» Exercise materials:

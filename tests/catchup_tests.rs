//! Out-of-band catch-up of followers that fell behind.


use std::time::Duration;

use bytes::Bytes;
use raftcell::EntryType;
use test_harness::{wait_for, TestCluster};

/// A follower cut off while the group commits a batch of entries comes back,
/// negative-acks the next heartbeat and is streamed the missing history.
#[tokio::test]
async fn test_stale_follower_catches_up() {
    let mut cluster = TestCluster::new(3).await;
    let leader = cluster.wait_for_leader(Duration::from_secs(5)).await.unwrap();
    let stale = (0..3).find(|&i| i != leader).unwrap();

    // Make sure the follower has something in its log first.
    cluster.nodes[leader]
        .node
        .propose(Bytes::from_static(b"seed"))
        .await
        .unwrap();
    cluster.nodes[stale]
        .wait_for_payload(b"seed", Duration::from_secs(5))
        .await
        .unwrap();

    cluster.isolate(stale);

    // Commit a pile of entries on the majority side.
    for i in 0..20 {
        cluster.propose(format!("bulk-{}", i).as_bytes()).await;
        // Keep proposals from coalescing so the gap is many frames wide.
        if i % 5 == 0 {
            tokio::time::sleep(Duration::from_millis(10)).await;
        }
    }
    let witness = (0..3).find(|&i| i != leader && i != stale).unwrap();
    cluster.nodes[witness]
        .wait_for_payload(b"bulk-19", Duration::from_secs(10))
        .await
        .expect("majority should commit the batch");

    cluster.reconnect(stale);

    // The stale node replays the gap in order through its apply channel.
    let mut last_index = 0;
    let mut payloads = Vec::new();
    let deadline = Duration::from_secs(15);
    while !payloads.contains(&b"bulk-19".to_vec()) {
        let ce = cluster.nodes[stale]
            .next_committed(deadline)
            .await
            .expect("catch-up apply records");
        assert!(ce.index > last_index, "apply order must be increasing");
        last_index = ce.index;
        for e in &ce.entries {
            if e.kind == EntryType::Normal {
                payloads.push(e.data.to_vec());
            }
        }
    }

    // All twenty arrived, in proposal order.
    let bulk: Vec<Vec<u8>> = payloads
        .into_iter()
        .filter(|p| p.starts_with(b"bulk-"))
        .collect();
    assert_eq!(bulk.len(), 20);
    for (i, p) in bulk.iter().enumerate() {
        assert_eq!(p, format!("bulk-{}", i).as_bytes());
    }

    // And the node ends current, at the leader's position.
    let leader_node = &cluster.nodes[leader].node;
    let stale_node = &cluster.nodes[stale].node;
    let ok = wait_for(
        move || async move {
            stale_node.position().await.pindex == leader_node.position().await.pindex
        },
        Duration::from_secs(5),
        Duration::from_millis(20),
    )
    .await;
    assert!(ok, "stale follower should reach the leader's pindex");
}

/// A node restarted from an old WAL catches up the same way.
#[tokio::test]
async fn test_restarted_follower_catches_up() {
    let mut cluster = TestCluster::new(3).await;
    let leader = cluster.wait_for_leader(Duration::from_secs(5)).await.unwrap();
    let follower = (0..3).find(|&i| i != leader).unwrap();

    cluster.nodes[leader]
        .node
        .propose(Bytes::from_static(b"early"))
        .await
        .unwrap();
    cluster.nodes[follower]
        .wait_for_payload(b"early", Duration::from_secs(5))
        .await
        .unwrap();

    cluster.stop_node(follower).await;

    for i in 0..10 {
        cluster.propose(format!("while-down-{}", i).as_bytes()).await;
    }
    let witness = (0..3).find(|&i| i != leader && i != follower).unwrap();
    cluster.nodes[witness]
        .wait_for_payload(b"while-down-9", Duration::from_secs(10))
        .await
        .unwrap();

    cluster.restart_node(follower).await;

    cluster.nodes[follower]
        .wait_for_payload(b"while-down-9", Duration::from_secs(15))
        .await
        .expect("restarted follower should catch up");

    let leader_node = &cluster.nodes[leader].node;
    let follower_node = &cluster.nodes[follower].node;
    let ok = wait_for(
        move || async move {
            let lp = leader_node.position().await;
            let fp = follower_node.position().await;
            fp.pindex == lp.pindex && follower_node.is_current().await
        },
        Duration::from_secs(5),
        Duration::from_millis(20),
    )
    .await;
    assert!(ok, "restarted follower should end current");
}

» What you will do: Lines from the entries that contain the string "while" must be found and copied.

» Exercise answer:
/// A follower cut off while the group commits a batch of entries comes back,
    while !payloads.contains(&b"bulk-19".to_vec()) {
        cluster.propose(format!("while-down-{}", i).as_bytes()).await;
        .wait_for_payload(b"while-down-9", Duration::from_secs(10))
        .wait_for_payload(b"while-down-9", Duration::from_secs(15))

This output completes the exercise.